There are some good resources on the web about output sanitization:
Sanitizing user data: Where and how to do it
Output sanitization (One of my clients, who shall remain nameless and whose affected system was not developed by me, was hit with this exact worm. We have since secured those systems, of course.)
BizTech: Best Practices: Never heard of XSS?
Well certainly removing/escaping all tags would make a markup language more secure. However the whole point of Markdown is that it allows users to include arbitrary HTML tags as well as its own forms of markup(*).
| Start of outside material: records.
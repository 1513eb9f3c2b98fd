//! Alert formatting and Telegram dispatch
//!
//! Renders change events and operational notices into channel-ready HTML
//! and sends them through the Bot API, pacing sequential sends so a busy
//! tick does not trip the channel rate limit. A failed delivery is logged
//! and never blocks the rest of the batch.

use crate::error::{BotError, Result};
use crate::types::{Alert, Direction, HealthNotice};
use async_trait::async_trait;
use chrono::Duration;
use reqwest::Client;
use serde::Serialize;
use std::sync::Arc;
use std::time::Duration as StdDuration;

/// Delivery options for a single message.
#[derive(Debug, Clone, Copy)]
pub struct SendOptions {
    pub html: bool,
    pub disable_link_preview: bool,
}

impl SendOptions {
    /// Alerts keep the link preview so the chart embeds in the chat.
    pub fn alert() -> Self {
        Self {
            html: true,
            disable_link_preview: false,
        }
    }

    pub fn notice() -> Self {
        Self {
            html: true,
            disable_link_preview: true,
        }
    }
}

/// Notification channel seam. The bot only ever needs fire-and-forget
/// text delivery.
#[async_trait]
pub trait Channel: Send + Sync {
    async fn send(&self, text: &str, opts: SendOptions) -> Result<()>;
}

/// Telegram Bot API channel.
pub struct TelegramChannel {
    http: Client,
    bot_token: String,
    chat_id: String,
}

#[derive(Debug, Serialize)]
struct SendMessageRequest<'a> {
    chat_id: &'a str,
    text: &'a str,
    #[serde(skip_serializing_if = "Option::is_none")]
    parse_mode: Option<&'static str>,
    disable_web_page_preview: bool,
}

impl TelegramChannel {
    pub fn new(bot_token: String, chat_id: String) -> Self {
        Self {
            http: Client::new(),
            bot_token,
            chat_id,
        }
    }
}

#[async_trait]
impl Channel for TelegramChannel {
    async fn send(&self, text: &str, opts: SendOptions) -> Result<()> {
        let url = format!(
            "https://api.telegram.org/bot{}/sendMessage",
            self.bot_token
        );

        let request = SendMessageRequest {
            chat_id: &self.chat_id,
            text,
            parse_mode: opts.html.then_some("HTML"),
            disable_web_page_preview: opts.disable_link_preview,
        };

        let response = self
            .http
            .post(&url)
            .json(&request)
            .send()
            .await
            .map_err(BotError::delivery)?;

        if !response.status().is_success() {
            return Err(BotError::Delivery(format!(
                "Telegram API returned {}",
                response.status()
            )));
        }

        Ok(())
    }
}

/// High-level notifier: formats and dispatches alerts and notices.
///
/// A disabled notifier (no channel configured, or dry-run mode) logs
/// every message instead of sending it.
#[derive(Clone)]
pub struct Notifier {
    channel: Option<Arc<dyn Channel>>,
    batch_alerts: bool,
    pace: StdDuration,
}

impl Notifier {
    pub fn new(channel: Arc<dyn Channel>, batch_alerts: bool) -> Self {
        Self {
            channel: Some(channel),
            batch_alerts,
            pace: StdDuration::from_millis(300),
        }
    }

    pub fn disabled() -> Self {
        Self {
            channel: None,
            batch_alerts: true,
            pace: StdDuration::ZERO,
        }
    }

    /// Override the inter-message delay (tests use zero).
    pub fn with_pace(mut self, pace: StdDuration) -> Self {
        self.pace = pace;
        self
    }

    pub fn is_enabled(&self) -> bool {
        self.channel.is_some()
    }

    /// Send a tick's alerts, batched or one message per alert according
    /// to the configured mode. Per-message failures are logged and do
    /// not abort delivery of the remaining messages.
    pub async fn dispatch_alerts(&self, alerts: &[Alert], lookback_minutes: u32) {
        if alerts.is_empty() {
            return;
        }

        let messages: Vec<String> = if self.batch_alerts {
            vec![batch_message(alerts, lookback_minutes)]
        } else {
            alerts
                .iter()
                .map(|a| format_alert(a, lookback_minutes))
                .collect()
        };

        for (i, text) in messages.iter().enumerate() {
            if i > 0 && !self.pace.is_zero() {
                tokio::time::sleep(self.pace).await;
            }
            if let Err(e) = self.deliver(text, SendOptions::alert()).await {
                tracing::error!("Failed to deliver alert: {}", e);
            }
        }
    }

    pub async fn health(&self, notice: &HealthNotice, source_name: &str) {
        let text = format_health(notice, source_name);
        if let Err(e) = self.deliver(&text, SendOptions::notice()).await {
            tracing::error!("Failed to deliver health notice: {}", e);
        }
    }

    pub async fn heartbeat(&self, watched_symbols: usize, signals_today: u32) {
        let text = format!(
            "💓 Bot is alive. Watching {} symbols, {} signals today.",
            watched_symbols, signals_today
        );
        if let Err(e) = self.deliver(&text, SendOptions::notice()).await {
            tracing::error!("Failed to deliver heartbeat: {}", e);
        }
    }

    pub async fn startup(&self, source_name: &str, lookback_minutes: u32, threshold_pct: f64) -> Result<()> {
        let text = format!(
            "✅ Bot started. Watching {} ({}m window, moves ≥ {}%).",
            source_name, lookback_minutes, threshold_pct
        );
        self.deliver(&text, SendOptions::notice()).await
    }

    pub async fn send(&self, text: &str) -> Result<()> {
        self.deliver(text, SendOptions::notice()).await
    }

    async fn deliver(&self, text: &str, opts: SendOptions) -> Result<()> {
        match &self.channel {
            Some(channel) => channel.send(text, opts).await,
            None => {
                tracing::info!("Notifier disabled, message suppressed:\n{}", text);
                Ok(())
            }
        }
    }
}

/// Reference link for a symbol, with the quote suffix stripped to get
/// the coin the chart site expects.
pub fn reference_link(symbol: &str) -> String {
    let mut base = symbol;
    for suffix in ["USDTM", "USDT", "USDM", "USD"] {
        if let Some(stripped) = base.strip_suffix(suffix) {
            base = stripped;
            break;
        }
    }
    format!(
        "https://www.coinglass.com/pro/futures/LiquidationHeatMap?coin={}&type=pair",
        base
    )
}

/// Render one alert as channel HTML.
pub fn format_alert(alert: &Alert, lookback_minutes: u32) -> String {
    let (glyph, verb) = match alert.direction {
        Direction::Up => ("🟢⬆️", "Up"),
        Direction::Down => ("🔴⬇️", "Down"),
    };
    format!(
        "{} <b>{}</b>\n\
         {} <b>{:.2}%</b> in {} minutes, now at {}.\n\
         Signal #{} today.\n\
         <a href=\"{}\">CoinGlass liquidation map</a>",
        glyph,
        alert.symbol,
        verb,
        alert.pct_change.abs(),
        lookback_minutes,
        alert.price,
        alert.signal_number_today,
        alert.link,
    )
}

fn batch_message(alerts: &[Alert], lookback_minutes: u32) -> String {
    let body: Vec<String> = alerts
        .iter()
        .map(|a| format_alert(a, lookback_minutes))
        .collect();
    format!(
        "⚡ <b>High volatility detected</b>\n\n{}",
        body.join("\n\n")
    )
}

fn format_health(notice: &HealthNotice, source_name: &str) -> String {
    match notice {
        HealthNotice::SourceDown { since } => format!(
            "🚨 <b>{} unreachable</b>\nNo data since {}.",
            source_name,
            since.format("%Y-%m-%d %H:%M:%S UTC")
        ),
        HealthNotice::SourceRecovered {
            downtime,
            last_success,
        } => {
            let last = last_success
                .map(|t| t.format("%Y-%m-%d %H:%M:%S UTC").to_string())
                .unwrap_or_else(|| "unknown".to_string());
            format!(
                "✅ <b>{} recovered</b>\nDown for {}; last success at {}.",
                source_name,
                format_duration(*downtime),
                last
            )
        }
    }
}

fn format_duration(d: Duration) -> String {
    let minutes = d.num_minutes();
    if minutes >= 60 {
        format!("{}h {}m", minutes / 60, minutes % 60)
    } else {
        format!("{}m", minutes)
    }
}
//! Core data types shared across the bot

use chrono::{DateTime, Duration, Utc};

/// A single price sample for one symbol.
#[derive(Debug, Clone, PartialEq)]
pub struct PriceObservation {
    pub symbol: String,
    pub price: f64,
    pub observed_at: DateTime<Utc>,
}

/// Fixed-interval open/close pair, as returned by kline endpoints.
#[derive(Debug, Clone, Copy, PartialEq)]
pub struct Candle {
    pub open: f64,
    pub close: f64,
}

/// Direction of a qualifying move.
#[derive(Debug, Clone, Copy, PartialEq, Eq)]
pub enum Direction {
    Up,
    Down,
}

/// A qualifying price move produced by the window evaluator.
///
/// Only emitted for genuine re-evaluations (never the seeding sample)
/// once the lookback window has elapsed.
#[derive(Debug, Clone, PartialEq)]
pub struct ChangeEvent {
    pub symbol: String,
    pub base_price: f64,
    pub current_price: f64,
    /// Signed percentage change, `(current - base) / base * 100`.
    pub pct_change: f64,
    pub elapsed: Duration,
    pub observed_at: DateTime<Utc>,
}

impl ChangeEvent {
    pub fn direction(&self) -> Direction {
        if self.pct_change >= 0.0 {
            Direction::Up
        } else {
            Direction::Down
        }
    }
}

/// The unit handed to the dispatcher: a change event stamped with its
/// daily signal number and reference link.
#[derive(Debug, Clone, PartialEq)]
pub struct Alert {
    pub symbol: String,
    pub direction: Direction,
    /// Signed percentage change carried over from the event.
    pub pct_change: f64,
    /// Current price at the time of the event.
    pub price: f64,
    /// Post-increment daily count for this symbol ("signal #N today").
    pub signal_number_today: u32,
    pub link: String,
    pub timestamp: DateTime<Utc>,
}

/// Operational notice emitted by the health monitor.
#[derive(Debug, Clone, PartialEq)]
pub enum HealthNotice {
    /// The data source has been failing for longer than the grace period.
    SourceDown { since: DateTime<Utc> },
    /// The data source answered again after a notified outage.
    SourceRecovered {
        downtime: Duration,
        last_success: Option<DateTime<Utc>>,
    },
}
When you are allowing HTML, you have to clean/whitelist the output anyway, so you might as well do it after the markdown conversion to catch everything.
*: It's a design decision I don't agree with at all, and one that I think has not proven useful at SO, but it is a design decision and not a bug.
Incidentally, step 3 should be ‘output to page’; this normally takes place at the output stage, with the database containing the raw submitted text.
insert into database
convert markdown to html
sanitize html (w/whitelist)
perl
use Text::Markdown ();
use HTML::StripScripts::Parser ();
my $hss = HTML::StripScripts::Parser->new(
{
Context => 'Document',
AllowSrc => 0,
AllowHref => 1,
AllowRelURL => 1,
AllowMailto => 1,
EscapeFiltered => 1,
},
strict_comment => 1,
strict_names => 1,
);
$hss->filter_html(Text::Markdown::markdown(shift))
convert markdown to html
sanitize html (w/whitelist)
insert into database
Here, the assumptions are
Given dangerous HTML, the sanitizer can produce safe HTML.
The definition of safe HTML will not change, so if it is safe when I insert it into the DB, it is safe when I extract it.
sanitize markdown (remove all tags - no exceptions)
convert to html
insert into database
Here the assumptions are
Given dangerous markdown, the sanitizer can produce markdown that when converted to HTML by a different program will be safe.
The definition of safe HTML will not change, so if it is safe when I insert it into the DB, it is safe when I extract it.
The markdown sanitizer has to know not just about dangerous HTML and dangerous markdown, but how the markdown->HTML converter does its job. That makes it more complex, and more likely to be wrong than the simpler unsafeHTML->safeHTML function above.
As a concrete example, "remove all tags" assumes you can identify tags, and would not work against UTF-7 attacks. There might be other encoding attacks out there that render this assumption moot, or there might be a bug that causes the markdown->HTML program to convert (full-width '<', exotic white-space characters stripped by markdown, SCRIPT) into a <script> tag.
The most secure would be:
sanitize markdown (remove all tags - no exceptions)
convert markdown to HTML
sanitize HTML
insert into a DB column marked risky
re-sanitize HTML every time you fetch that column from the DB
That way, when you update your HTML sanitizer you get protection against any newly discovered attacks. This is often inefficient, but you can get pretty good security by storing a timestamp with HTML inserted so that you can tell which might have been inserted during the time when someone knew about an attack that gets past your sanitizer.